Sem a esperada presença da presidente Dilma Rousseff, o 18º Salão Internacional do Transporte (Fenatran) começou ontem e vai até sexta-feira no Anhembi, em São Paulo. Realizado a cada dois anos, o evento é considerado um dos cinco maiores do mundo na área de transporte. Com 365 expositores de 15 países, a feira conta com a presença de todos os fabricantes e importadores de caminhões no País, além de implementadores e outras empresas.
Na abertura da feira, o presidente da Associação Nacional do Transporte de Cargas e Logística (NTC&Logística), Flávio Benatti, comemorou o bom momento do setor. De janeiro a setembro deste ano, foram emplacados 130 mil caminhões zero quilômetro, um crescimento de 16% na comparação com o ano passado.

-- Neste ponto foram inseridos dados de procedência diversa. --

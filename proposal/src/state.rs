//! Access to the beacon state needed by proof surfaces.

use consensus_types::{beacon::BeaconBlockHeader, Root};

pub trait BeaconStateReader {
    /// Latest block header as stored in the state, i.e. with a zero state root.
    fn latest_block_header(&self) -> anyhow::Result<BeaconBlockHeader>;

    fn hash_tree_root(&self) -> anyhow::Result<Root>;
}

/// Latest block header with its state root patched from `state`.
pub fn latest_block_header<S: BeaconStateReader>(state: &S) -> anyhow::Result<BeaconBlockHeader> {
    let mut header = state.latest_block_header()?;
    header.set_state_root(state.hash_tree_root()?);

    Ok(header)
}
//! Remove context declarations whose captures did not survive
//!
//! Lowering hoists a declaration for any variable a nested function
//! captures before its assignment. Earlier passes can delete the capturing
//! function, leaving the hoisted declaration with nothing to feed. The
//! declaration is dropped and the first assignment takes the declaration
//! back, turning the reassignment into a `let`.

use crate::hir::{DeclarationKind, HirFunction, IdentifierId, Instruction, InstructionValue};
use crate::reactive::tree::ReactiveFunction;
use crate::reactive::visit::{
    transform_function, visit_function, ReactiveTransform, ReactiveVisitor, Transformed,
};
use rustc_hash::FxHashSet;

pub fn prune_hoisted_contexts(func: &mut ReactiveFunction) {
    let captured = collect_captured(func);
    let mut pass = Prune {
        captured,
        demoted: FxHashSet::default(),
    };
    transform_function(&mut pass, func);
}

fn collect_captured(func: &ReactiveFunction) -> FxHashSet<IdentifierId> {
    struct Collect {
        captured: FxHashSet<IdentifierId>,
    }
    impl Collect {
        fn visit_nested(&mut self, function: &HirFunction) {
            for block in &function.blocks {
                for instruction in &block.instructions {
                    if let InstructionValue::FunctionExpression {
                        context, function, ..
                    } = &instruction.value
                    {
                        self.captured
                            .extend(context.iter().map(|place| place.identifier));
                        self.visit_nested(function);
                    }
                }
            }
        }
    }
    impl ReactiveVisitor for Collect {
        fn visit_instruction(&mut self, instruction: &Instruction) {
            if let InstructionValue::FunctionExpression {
                context, function, ..
            } = &instruction.value
            {
                self.captured
                    .extend(context.iter().map(|place| place.identifier));
                self.visit_nested(function);
            }
        }
    }

    let mut collect = Collect {
        captured: FxHashSet::default(),
    };
    visit_function(&mut collect, func);
    collect.captured
}

struct Prune {
    captured: FxHashSet<IdentifierId>,
    /// Declarations removed so far whose first store still needs demoting
    demoted: FxHashSet<IdentifierId>,
}

impl ReactiveTransform for Prune {
    fn transform_instruction(&mut self, instruction: &mut Instruction) -> Transformed {
        match &mut instruction.value {
            InstructionValue::DeclareContext { lvalue } => {
                if !self.captured.contains(&lvalue.identifier) {
                    self.demoted.insert(lvalue.identifier);
                    return Transformed::Remove;
                }
            }
            InstructionValue::StoreLocal { lvalue, kind, .. } => {
                if *kind == DeclarationKind::Reassign
                    && self.demoted.remove(&lvalue.identifier)
                {
                    *kind = DeclarationKind::Let;
                }
            }
            _ => {}
        }
        Transformed::Keep
    }
}
impl TreeBuilder<'_> {
    fn block(&self, id: BlockId, span: Span) -> CompileResult<&BasicBlock> {
        self.func
            .block(id)
            .ok_or_else(|| CompileError::invariant("terminal references missing block", span))
    }

    fn enter(&mut self, id: BlockId, span: Span) -> CompileResult<()> {
        if !self.visited.insert(id) {
            return Err(CompileError::unsupported(
                "unsupported control flow",
                span,
            )
            .with_description(format!(
                "block {id} is reachable along more than one serialization path"
            )));
        }
        Ok(())
    }

    /// Serialize the region starting at `start`, stopping (without
    /// serializing it) when flow reaches `stop`.
    fn build_sequence(
        &mut self,
        start: BlockId,
        stop: Option<BlockId>,
    ) -> CompileResult<Vec<ReactiveStatement>> {
        let mut statements = Vec::new();
        let mut current = Some(start);
        while let Some(block_id) = current {
            if Some(block_id) == stop {
                break;
            }
            self.enter(block_id, Span::default())?;
            let block = self.block(block_id, Span::default())?;
            for instruction in &block.instructions {
                statements.push(ReactiveStatement::Instruction(instruction.clone()));
            }
            let span = block.terminal.span;
            current = match block.terminal.kind.clone() {
                TerminalKind::Goto { block: target, kind } => {
                    if Some(target) == stop {
                        // Natural flow out of the region, except a break to
                        // the label block we are directly inside, which is
                        // kept explicit for label pruning to reason about
                        if kind == GotoKind::Break && self.innermost_is_label(target) {
                            statements.push(terminal_statement(
                                ReactiveTerminal::Break {
                                    target,
                                    kind: BreakKind::Unlabeled,
                                },
                                None,
                                span,
                            ));
                        }
                        None
                    } else if let Some(statement) = self.resolve_jump(target, kind, span)? {
                        statements.push(statement);
                        None
                    } else {
                        Some(target)
                    }
                }
                TerminalKind::If {
                    test,
                    consequent,
                    alternate,
                    fallthrough,
                } => {
                    self.targets.push(ControlTarget {
                        label: fallthrough,
                        continue_from: None,
                        kind: TargetKind::Branch,
                    });
                    let consequent = self.build_sequence(consequent, Some(fallthrough))?;
                    let alternate = match alternate {
                        Some(alternate) if alternate != fallthrough => {
                            Some(self.build_sequence(alternate, Some(fallthrough))?)
                        }
                        _ => None,
                    };
                    self.targets.pop();
                    statements.push(terminal_statement(
                        ReactiveTerminal::If {
                            test,
                            consequent,
                            alternate,
                        },
                        Some(fallthrough),
                        span,
                    ));
                    Some(fallthrough)
                }
                TerminalKind::Switch {
                    test,
                    cases,
                    fallthrough,
                } => {
                    self.targets.push(ControlTarget {
                        label: fallthrough,
                        continue_from: None,
                        kind: TargetKind::Switch,
                    });
                    let mut arms = Vec::with_capacity(cases.len());
                    for case in cases {
                        let body = if case.block == fallthrough {
                            Vec::new()
                        } else {
                            self.build_sequence(case.block, Some(fallthrough))?
                        };
                        arms.push(ReactiveCase {
                            test: case.test,
                            body,
                        });
                    }
                    self.targets.pop();
                    statements.push(terminal_statement(
                        ReactiveTerminal::Switch { test, cases: arms },
                        Some(fallthrough),
                        span,
                    ));
                    Some(fallthrough)
                }
                TerminalKind::While {
                    test,
                    body,
                    fallthrough,
                } => {
                    self.targets.push(ControlTarget {
                        label: fallthrough,
                        continue_from: Some(test),
                        kind: TargetKind::Loop,
                    });
                    let test_block = self.build_loop_test(test, body, span)?;
                    let body = self.build_sequence(body, Some(test))?;
                    self.targets.pop();
                    statements.push(terminal_statement(
                        ReactiveTerminal::While {
                            test: test_block,
                            body,
                        },
                        Some(fallthrough),
                        span,
                    ));
                    Some(fallthrough)
                }
                TerminalKind::DoWhile {
                    body,
                    test,
                    fallthrough,
                } => {
                    let body_entry = body;
                    self.targets.push(ControlTarget {
                        label: fallthrough,
                        continue_from: Some(test),
                        kind: TargetKind::Loop,
                    });
                    let body = self.build_sequence(body, Some(test))?;
                    let test_block = self.build_loop_test(test, body_entry, span)?;
                    self.targets.pop();
                    statements.push(terminal_statement(
                        ReactiveTerminal::DoWhile {
                            body,
                            test: test_block,
                        },
                        Some(fallthrough),
                        span,
                    ));
                    Some(fallthrough)
                }
                TerminalKind::For {
                    init,
                    test,
                    update,
                    body,
                    fallthrough,
                } => {
                    let continue_from = update.unwrap_or(test);
                    self.targets.push(ControlTarget {
                        label: fallthrough,
                        continue_from: Some(continue_from),
                        kind: TargetKind::Loop,
                    });
                    let init = self.build_sequence(init, Some(test))?;
                    let test_block = self.build_loop_test(test, body, span)?;
                    let body = self.build_sequence(body, Some(continue_from))?;
                    let update = match update {
                        Some(update) => Some(self.build_sequence(update, Some(test))?),
                        None => None,
                    };
                    self.targets.pop();
                    statements.push(terminal_statement(
                        ReactiveTerminal::For {
                            init,
                            test: test_block,
                            update,
                            body,
                        },
                        Some(fallthrough),
                        span,
                    ));
                    Some(fallthrough)
                }
                TerminalKind::ForOf {
                    binding,
                    iterable,
                    body,
                    fallthrough,
                } => {
                    self.targets.push(ControlTarget {
                        label: fallthrough,
                        continue_from: Some(block_id),
                        kind: TargetKind::Loop,
                    });
                    let body = self.build_sequence(body, Some(block_id))?;
                    self.targets.pop();
                    statements.push(terminal_statement(
                        ReactiveTerminal::ForOf {
                            binding,
                            iterable,
                            body,
                        },
                        Some(fallthrough),
                        span,
                    ));
                    Some(fallthrough)
                }
                TerminalKind::ForIn {
                    binding,
                    object,
                    body,
                    fallthrough,
                } => {
                    self.targets.push(ControlTarget {
                        label: fallthrough,
                        continue_from: Some(block_id),
                        kind: TargetKind::Loop,
                    });
                    let body = self.build_sequence(body, Some(block_id))?;
                    self.targets.pop();
                    statements.push(terminal_statement(
                        ReactiveTerminal::ForIn {
                            binding,
                            object,
                            body,
                        },
                        Some(fallthrough),
                        span,
                    ));
                    Some(fallthrough)
                }
                TerminalKind::Label { block, fallthrough } => {
                    self.targets.push(ControlTarget {
                        label: fallthrough,
                        continue_from: None,
                        kind: TargetKind::Label,
                    });
                    let body = self.build_sequence(block, Some(fallthrough))?;
                    self.targets.pop();
                    statements.push(terminal_statement(
                        ReactiveTerminal::Label { body },
                        Some(fallthrough),
                        span,
                    ));
                    Some(fallthrough)
                }
                TerminalKind::Try {
                    block,
                    handler_binding,
                    handler,
                    fallthrough,
                } => {
                    self.targets.push(ControlTarget {
                        label: fallthrough,
                        continue_from: None,
                        kind: TargetKind::Branch,
                    });
                    let body = self.build_sequence(block, Some(fallthrough))?;
                    let handler = self.build_sequence(handler, Some(fallthrough))?;
                    self.targets.pop();
                    statements.push(terminal_statement(
                        ReactiveTerminal::Try {
                            body,
                            handler_binding,
                            handler,
                        },
                        Some(fallthrough),
                        span,
                    ));
                    Some(fallthrough)
                }
                TerminalKind::Return { value } => {
                    statements.push(terminal_statement(
                        ReactiveTerminal::Return { value },
                        None,
                        span,
                    ));
                    None
                }
                TerminalKind::Throw { value } => {
                    statements.push(terminal_statement(
                        ReactiveTerminal::Throw { value },
                        None,
                        span,
                    ));
                    None
                }
            };
        }
        Ok(statements)
    }

    /// Serialize a loop condition region: instruction chains joined by
    /// gotos, ending at the branch that selects `body`.
    fn build_loop_test(
        &mut self,
        test: BlockId,
        body: BlockId,
        span: Span,
    ) -> CompileResult<ValueBlock> {
        let mut statements = Vec::new();
        let mut current = test;
        loop {
            self.enter(current, span)?;
            let block = self.block(current, span)?;
            for instruction in &block.instructions {
                statements.push(ReactiveStatement::Instruction(instruction.clone()));
            }
            match &block.terminal.kind {
                TerminalKind::Goto { block: next, .. } => current = *next,
                TerminalKind::If {
                    test, consequent, ..
                } if *consequent == body => {
                    return Ok(ValueBlock {
                        statements,
                        value: test.clone(),
                    });
                }
                _ => {
                    return Err(CompileError::unsupported(
                        "unsupported loop condition shape",
                        block.terminal.span,
                    ));
                }
            }
        }
    }

    fn innermost_is_label(&self, target: BlockId) -> bool {
        self.targets
            .last()
            .is_some_and(|entry| entry.kind == TargetKind::Label && entry.label == target)
    }

    /// Turn a goto into a break/continue statement if it targets an open
    /// construct; `None` means plain sequential flow.
    fn resolve_jump(
        &self,
        target: BlockId,
        kind: GotoKind,
        span: Span,
    ) -> CompileResult<Option<ReactiveStatement>> {
        if kind == GotoKind::Continue {
            let matched = self
                .targets
                .iter()
                .rposition(|entry| entry.continue_from == Some(target));
            let Some(index) = matched else {
                return Err(CompileError::unsupported(
                    "continue without an enclosing loop",
                    span,
                ));
            };
            let innermost_loop = self
                .targets
                .iter()
                .rposition(|entry| entry.kind == TargetKind::Loop);
            let break_kind = if innermost_loop == Some(index) {
                BreakKind::Unlabeled
            } else {
                BreakKind::Labeled
            };
            return Ok(Some(terminal_statement(
                ReactiveTerminal::Continue {
                    target: self.targets[index].label,
                    kind: break_kind,
                },
                None,
                span,
            )));
        }

        let matched = self.targets.iter().rposition(|entry| entry.label == target);
        let Some(index) = matched else {
            return Ok(None);
        };
        let innermost_breakable = self.targets.iter().rposition(|entry| {
            matches!(entry.kind, TargetKind::Loop | TargetKind::Switch)
        });
        let break_kind = if innermost_breakable == Some(index) {
            BreakKind::Unlabeled
        } else {
            BreakKind::Labeled
        };
        Ok(Some(terminal_statement(
            ReactiveTerminal::Break {
                target,
                kind: break_kind,
            },
            None,
            span,
        )))
    }
}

Ele também ressaltou a presença na Fenatran dos primeiros veículos com motores Euro 5, que reduzem a emissão de poluentes. Mas lamentou a falta de um programa nacional de ''reciclagem'' dos velhos caminhões. ''Temos uma frota velha. São cerca de 270 mil caminhões que estão em circulação há mais de 30 anos e outros mais de 600 mil com mais de 20 anos. São veículos com tecnologia totalmente ultrapassada que agridem o meio ambiente'', ressaltou.

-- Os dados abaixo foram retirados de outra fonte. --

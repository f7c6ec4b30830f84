//! Thread early exits out of memoized regions
//!
//! A return inside a scope cannot be cached directly: on a cache hit the
//! scope body never runs, so the exit has to be replayed from cached state.
//! The rewrite stores the returned value into the scope's exit sentinel,
//! breaks out of a label wrapped around the scope, and re-checks the
//! sentinel after the scope:
//!
//! ```text
//! label L: scope s0 {
//!   sentinel = MARKER
//!   ...
//!   sentinel = value; break L     // was: return value
//! }
//! if (sentinel !== MARKER) return sentinel
//! ```
//!
//! A break or continue that targets a construct outside the scope is the
//! same problem with a different landing site. It stores a jump token
//! naming the target instead of a value, and the guard dispatches on the
//! token before falling back to the return replay:
//!
//! ```text
//!   sentinel = "...break.7"; break L    // was: break bb7
//! }
//! if (sentinel !== MARKER) {
//!   if (sentinel === "...break.7") break bb7
//!   return sentinel
//! }
//! ```
//!
//! The sentinel is declared by the scope, so a cache hit restores it and
//! the guard replays the exit. Scopes are processed innermost-first; a
//! guard synthesized for an inner scope is itself an exit inside the outer
//! scope and is threaded out again by the same rule.

use crate::analysis::{EarlyReturnValue, ScopeDeclaration};
use crate::hir::{
    BinaryOp, BlockId, DeclarationKind, Effect, Identifier, IdentifierId, Instruction,
    InstructionId, InstructionValue, Place, PrimitiveValue, Span,
};
use crate::reactive::tree::{
    BreakKind, ReactiveFunction, ReactiveStatement, ReactiveTerminal, ReactiveTerminalStatement,
};
use rustc_hash::{FxHashMap, FxHashSet};

/// Marker the exit sentinel holds while no early exit has fired
pub const EARLY_RETURN_MARKER: &str = "__reflow.earlyReturn";

pub fn propagate_early_returns(func: &mut ReactiveFunction) {
    let mut body = std::mem::take(&mut func.body);
    let mut ctx = Rewriter {
        next_instruction_id: func.next_instruction_id,
        next_identifier_id: func.next_identifier_id,
        identifiers: &mut func.identifiers,
    };
    ctx.process_statements(&mut body);
    func.next_instruction_id = ctx.next_instruction_id;
    func.next_identifier_id = ctx.next_identifier_id;
    func.body = body;
}

/// One break or continue leaving the scope, keyed by its original target
#[derive(Debug, Clone, Copy, PartialEq, Eq)]
struct EscapingJump {
    target: BlockId,
    continues: bool,
}

impl EscapingJump {
    /// Token stored in the sentinel; compared by the guard dispatch
    fn token(&self) -> String {
        if self.continues {
            format!("{}.continue.{}", EARLY_RETURN_MARKER, self.target.as_u32())
        } else {
            format!("{}.break.{}", EARLY_RETURN_MARKER, self.target.as_u32())
        }
    }
}

/// How one exit terminal is threaded out of the scope
enum ExitRewrite {
    Return(Option<Place>),
    Jump(EscapingJump),
}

A NTC&Logística defende que, a cada novo caminhão vendido, um antigo (com mais de 20 anos de uso) seja retirado de circulação. Mas ao contrário de outros países, o governo brasileiro ainda não tem nenhum projeto para tentar resolver o problema. Além da associação nacional dos transportadores, a Fenatran é uma iniciativa da associação das montadoras (Anfavea) e das implementadoras (Anfir). (N.B.)